We’re here – photographer Monty Coles and I – for a final fossick in her archive ahead of next week’s historic retrospective show. Jenny is her usual, ebullient self, though we find out later, she’s been laid up with the flu and feeling crappy all week. But, that’s Jenny; relentlessly, raucously upbeat, eccentrically blunt, the life and colour of Melbourne’s avante garde fashion and party scene since 1976.
So, that’s where we start.

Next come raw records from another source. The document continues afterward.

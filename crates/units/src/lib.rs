pub mod acceleration;
pub mod density;
pub mod length;
pub mod mass;
pub mod pressure;
pub mod time;
pub mod velocity;

#[cfg(test)]
mod length_test;

pub use acceleration::{Acceleration, EARTH_ACCELERATION};
pub use density::{Density, EARTH_DENSITY};
pub use length::{Length, EARTH_RADIUS_KM};
pub use mass::{EARTH_MASS_G, EARTH_MASSES_PER_SOLAR, Mass, SOLAR_MASS_G};
pub use pressure::{EARTH_SURFACE_PRESSURE_MB, MMHG_TO_MB, Pressure};
pub use time::{DAYS_PER_YEAR, Time};
pub use velocity::Velocity;
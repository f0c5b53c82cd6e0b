use serde::{Deserialize, Serialize};
use std::ops::{Add, Div, Mul, Sub};

/// Centimeters in one astronomical unit
pub const AU_TO_CM: f64 = 1.495978707e13;
/// Centimeters in one kilometer
pub const KM_TO_CM: f64 = 1.0e5;
/// Kilometers in one astronomical unit
pub const AU_TO_KM: f64 = AU_TO_CM / KM_TO_CM;
/// Equatorial radius of the Earth in kilometers
pub const EARTH_RADIUS_KM: f64 = 6378.0;

/// A distance, stored in astronomical units
///
/// AU keeps orbital distances readable; planetary radii are usually built
/// with [`Length::from_km`].
///
/// # Examples
///
/// ```rust
/// use units::Length;
///
/// let orbit = Length::from_au(1.0);
/// let radius = Length::from_km(6378.0);
///
/// assert!((radius.to_earth_radii() - 1.0).abs() < 1e-12);
/// assert!(orbit.to_km() > 1.49e8);
/// ```
#[derive(Debug, Clone, Copy, PartialEq, PartialOrd, Deserialize, Serialize)]
#[serde(transparent)]
pub struct Length(f64); // Base unit: AU

impl Length {
    pub fn zero() -> Self {
        Self(0.0)
    }

    pub fn from_au(value: f64) -> Self {
        Self(value)
    }

    pub fn from_km(value: f64) -> Self {
        Self(value / AU_TO_KM)
    }

    pub fn from_cm(value: f64) -> Self {
        Self(value / AU_TO_CM)
    }

    pub fn from_earth_radii(value: f64) -> Self {
        Self::from_km(value * EARTH_RADIUS_KM)
    }

    pub fn to_au(&self) -> f64 {
        self.0
    }

    pub fn to_km(&self) -> f64 {
        self.0 * AU_TO_KM
    }

    pub fn to_cm(&self) -> f64 {
        self.0 * AU_TO_CM
    }

    pub fn to_earth_radii(&self) -> f64 {
        self.to_km() / EARTH_RADIUS_KM
    }
}

impl Add for Length {
    type Output = Length;

    fn add(self, rhs: Length) -> Length {
        Length(self.0 + rhs.0)
    }
}

impl Sub for Length {
    type Output = Length;

    fn sub(self, rhs: Length) -> Length {
        Length(self.0 - rhs.0)
    }
}

impl Mul<f64> for Length {
    type Output = Length;

    fn mul(self, rhs: f64) -> Length {
        Length(self.0 * rhs)
    }
}

impl Div<f64> for Length {
    type Output = Length;

    fn div(self, rhs: f64) -> Length {
        Length(self.0 / rhs)
    }
}

/// Ratio of two Length values
impl Div for Length {
    type Output = f64;

    fn div(self, rhs: Self) -> f64 {
        self.0 / rhs.0
    }
}

/// Scalar on the left
impl Mul<Length> for f64 {
    type Output = Length;

    fn mul(self, rhs: Length) -> Length {
        rhs * self
    }
}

And, she’s already at the racks, pulling out mad things, wild things, plastic dresses dangling with Barbie doll bits, huge striped canvas pants (“All the art students wore these in the ‘70s; my unisex period..), horned headdresses, coconut brassieres. “This is from 1976…this is winter 1977…this is from the Clarence Chai parade in ’78…those are from summer 1980, no, ’81, no, ’80, no…”

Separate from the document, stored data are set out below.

//! Gas species and atmospheric mixture
//!
//! Each species carries its molecular weight, boiling point, cosmic
//! abundance, chemical reactivity and the highest inspired partial pressure
//! a human tolerates. A planet holds a species when it is heavier than the
//! minimum retained weight and too volatile to freeze out at the surface.
//!
//! # References
//! - Dole (1964) - "Habitable Planets for Man"
//! - Burrows (2006) - StarGen gas tables

use std::fmt;

use serde::{Deserialize, Serialize};
use units::{Mass, Pressure, Velocity};

use crate::atmosphere::rms_velocity;
use crate::constants::MAX_O2_IPP_MMHG;

/// Chemical species tracked in planetary atmospheres
#[derive(Debug, Clone, Copy, PartialEq, Eq, Hash, Serialize, Deserialize)]
pub enum GasSpecies {
    Hydrogen,
    Helium,
    Nitrogen,
    Oxygen,
    Neon,
    Argon,
    Krypton,
    Xenon,
    Ammonia,
    Water,
    CarbonDioxide,
    Ozone,
    Methane,
}

/// Fixed physical and physiological data for one species
#[derive(Debug, Clone, Copy, PartialEq)]
pub struct GasProperties {
    pub symbol: &'static str,
    /// Molecular weight (amu)
    pub weight: f64,
    /// Boiling point at one bar (K)
    pub boiling_point: f64,
    /// Solar abundance relative to silicon
    pub abundance: f64,
    pub reactivity: f64,
    /// Highest tolerable inspired partial pressure; `None` when unlimited
    pub max_ipp: Option<Pressure>,
}

const fn gas(
    symbol: &'static str,
    weight: f64,
    boiling_point: f64,
    abundance: f64,
    reactivity: f64,
    max_ipp: Option<Pressure>,
) -> GasProperties {
    GasProperties {
        symbol,
        weight,
        boiling_point,
        abundance,
        reactivity,
        max_ipp,
    }
}

const HYDROGEN: GasProperties = gas("H", 1.0079, 20.40, 27925.4, 1.0, None);
const HELIUM: GasProperties = gas("He", 4.0026, 4.20, 2722.7, 0.0, Some(Pressure::from_mmhg(61000.0)));
const NITROGEN: GasProperties = gas("N", 14.0067, 77.40, 3.13329, 0.0, Some(Pressure::from_mmhg(2330.0)));
const OXYGEN: GasProperties = gas("O", 15.9994, 90.20, 23.8232, 10.0, Some(Pressure::from_mmhg(MAX_O2_IPP_MMHG)));
const NEON: GasProperties = gas("Ne", 20.17, 27.10, 3.4435e-5, 0.0, Some(Pressure::from_mmhg(3900.0)));
const ARGON: GasProperties = gas("Ar", 39.948, 87.30, 0.100925, 0.0, Some(Pressure::from_mmhg(1220.0)));
const KRYPTON: GasProperties = gas("Kr", 83.8, 119.70, 4.4978e-5, 0.0, Some(Pressure::from_mmhg(350.0)));
const XENON: GasProperties = gas("Xe", 131.3, 165.0, 4.69894e-6, 0.0, Some(Pressure::from_mmhg(160.0)));
const AMMONIA: GasProperties = gas("NH3", 17.0, 239.66, 0.0001, 1.0, Some(Pressure::from_ppm_of_atmosphere(100.0)));
const WATER: GasProperties = gas("H2O", 18.0, 373.16, 0.001, 0.0, None);
const CARBON_DIOXIDE: GasProperties = gas("CO2", 44.0, 194.66, 0.0005, 0.0, Some(Pressure::from_mmhg(7.0)));
const OZONE: GasProperties = gas("O3", 48.0, 161.16, 0.000001, 2.0, Some(Pressure::from_ppm_of_atmosphere(0.1)));
const METHANE: GasProperties = gas("CH4", 16.0, 109.16, 0.0001, 1.0, Some(Pressure::from_ppm_of_atmosphere(50000.0)));

impl GasSpecies {
    pub const ALL: [GasSpecies; 13] = [
        GasSpecies::Hydrogen,
        GasSpecies::Helium,
        GasSpecies::Nitrogen,
        GasSpecies::Oxygen,
        GasSpecies::Neon,
        GasSpecies::Argon,
        GasSpecies::Krypton,
        GasSpecies::Xenon,
        GasSpecies::Ammonia,
        GasSpecies::Water,
        GasSpecies::CarbonDioxide,
        GasSpecies::Ozone,
        GasSpecies::Methane,
    ];

    pub fn properties(self) -> &'static GasProperties {
        match self {
            GasSpecies::Hydrogen => &HYDROGEN,
            GasSpecies::Helium => &HELIUM,
            GasSpecies::Nitrogen => &NITROGEN,
            GasSpecies::Oxygen => &OXYGEN,
            GasSpecies::Neon => &NEON,
            GasSpecies::Argon => &ARGON,
            GasSpecies::Krypton => &KRYPTON,
            GasSpecies::Xenon => &XENON,
            GasSpecies::Ammonia => &AMMONIA,
            GasSpecies::Water => &WATER,
            GasSpecies::CarbonDioxide => &CARBON_DIOXIDE,
            GasSpecies::Ozone => &OZONE,
            GasSpecies::Methane => &METHANE,
        }
    }

    /// Highest tolerable inspired partial pressure, if the species is toxic
    pub fn max_inspired_pressure(self) -> Option<Pressure> {
        self.properties().max_ipp
    }
}

impl fmt::Display for GasSpecies {
    fn fmt(&self, f: &mut fmt::Formatter<'_>) -> fmt::Result {
        f.write_str(self.properties().symbol)
    }
}

/// One constituent of an atmosphere
#[derive(Debug, Clone, Copy, PartialEq, Serialize, Deserialize)]
#[serde(rename_all = "camelCase")]
pub struct GasComponent {
    pub species: GasSpecies,
    pub partial_pressure: Pressure,
}

/// Planetary conditions the mixture depends on
#[derive(Debug, Clone, Copy)]
pub struct GasEnvironment {
    pub surface_pressure: Pressure,
    pub min_molecular_weight: f64,
    pub exospheric_temperature: f64,
    pub escape_velocity: Velocity,
    /// Mean surface temperature (K)
    pub surface_temperature: f64,
    /// Night-side low temperature (K)
    pub low_temperature: f64,
    /// Age over which gases escape and react (years)
    pub age_years: f64,
    pub planet_mass: Mass,
    /// Gas captured during accretion
    pub gas_mass: Mass,
}

/// Relative amount of one species left after escape and chemistry
fn retained_amount(species: GasSpecies, env: &GasEnvironment) -> f64 {
    let props = species.properties();
    let pressure_bars = env.surface_pressure.to_bars();
    let age = env.age_years;

    let vrms = rms_velocity(props.weight, env.exospheric_temperature);
    let escape_factor = (1.0 / (1.0 + vrms / env.escape_velocity)).powf(age / 1.0e9);

    let temperate_and_old = age > 2.0e9 && env.surface_temperature > 270.0 && env.surface_temperature < 400.0;
    let decay = |exponent: f64| (1.0 / (1.0 + props.reactivity)).powf(exponent);

    let mut abundance = props.abundance;
    let reactivity = match species {
        GasSpecies::Argon => 0.15 * age / 4.0e9,
        GasSpecies::Helium => {
            abundance *= 0.001 + env.gas_mass / env.planet_mass;
            decay(age / 2.0e9 * (0.75 + pressure_bars))
        }
        GasSpecies::Oxygen if temperate_and_old => {
            decay((age / 2.0e9).powf(0.25) * (0.89 + pressure_bars / 4.0))
        }
        GasSpecies::CarbonDioxide if temperate_and_old => {
            decay((age / 2.0e9).sqrt() * (0.75 + pressure_bars)) * 1.5
        }
        _ => decay(age / 2.0e9 * (0.75 + pressure_bars)),
    };

    let fraction = 1.0 - env.min_molecular_weight / props.weight;
    abundance * escape_factor * reactivity * fraction
}

/// Pressure-adjusted boiling point of a species (K)
fn surface_boiling_point(species: GasSpecies, pressure_bars: f64) -> f64 {
    let bp = species.properties().boiling_point;
    bp / (373.0 * ((pressure_bars + 0.001).ln() / -5050.5 + 1.0 / 373.0))
}

/// Gas mixture of a terrestrial atmosphere
///
/// A species is present when its pressure-adjusted boiling point lies below
/// the low temperature and it is at least as heavy as the lightest retained
/// molecule. The surface pressure is shared out by each species' retained
/// amount. Returns components sorted by decreasing partial pressure; empty
/// in vacuum.
pub fn derive_gases(env: &GasEnvironment) -> Vec<GasComponent> {
    if env.surface_pressure.is_vacuum() {
        return Vec::new();
    }
    let pressure_bars = env.surface_pressure.to_bars();

    let amounts: Vec<(GasSpecies, f64)> = GasSpecies::ALL
        .iter()
        .copied()
        .filter(|&species| {
            let boil = surface_boiling_point(species, pressure_bars);
            boil >= 0.0
                && boil < env.low_temperature
                && species.properties().weight >= env.min_molecular_weight
        })
        .map(|species| (species, retained_amount(species, env)))
        .filter(|&(_, amount)| amount > 0.0)
        .collect();

    let total: f64 = amounts.iter().map(|(_, amount)| amount).sum();
    if total <= 0.0 {
        return Vec::new();
    }

    let mut gases: Vec<GasComponent> = amounts
        .into_iter()
        .map(|(species, amount)| GasComponent {
            species,
            partial_pressure: env.surface_pressure * (amount / total),
        })
        .collect();
    gases.sort_by(|a, b| {
        b.partial_pressure
            .to_millibars()
            .total_cmp(&a.partial_pressure.to_millibars())
    });
    gases
}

She’s a stickler for accurate provenance, recalls often trivial scraps of fashion history so joyfully you can’t help but build a Big Picture: what it was like Back Then, back in the elbow of Australia’s fashion history when enfants terrible like Jenny Bannister stuck crackers up a culture rooted in fashions copied from overseas. “This is what started it all,” she says, and pulls out an extravagant, paint-spattered glass-plastic dress with full fifties-esque skirts and strapless bodice.
It’s not the first time I’ve met this frock. Years ago, it revealed Jenny to me, after a fashion. I’d arrived to interview her for The Age and asked if she wouldn’t mind popping it on for a portrait by photographer Angela Wylie. Well. In a heartbeart, Jenny had wriggled into the plastic fantastic, plunged into her swimming pool and was floating like a giant starfish, teeth chattering, blonde hair swirling, puppydog yapping fretfully from the side as Angela hovered over her on a not-so-stable ladder, both flummoxed and delighted at such chutzpah, coaxing her to manoeuvre this way and that in the water.
So, that was Jenny. Still is Jenny, though, her close circle of nearest and dearest is also painfully aware that that very industry, the one renowned for nurturing and feting her as blessed and rare – even celebrating her life as artist and designer on a special, limited edition postage stamp – evolved into an over-regulated, mean-spirited complicated bureaucracy that strangled her wholesale/retail business, drove her into early retirement, and left her prone to occasional bitter outbursts about the whole sorry business. But, we’ll dwell on that another day.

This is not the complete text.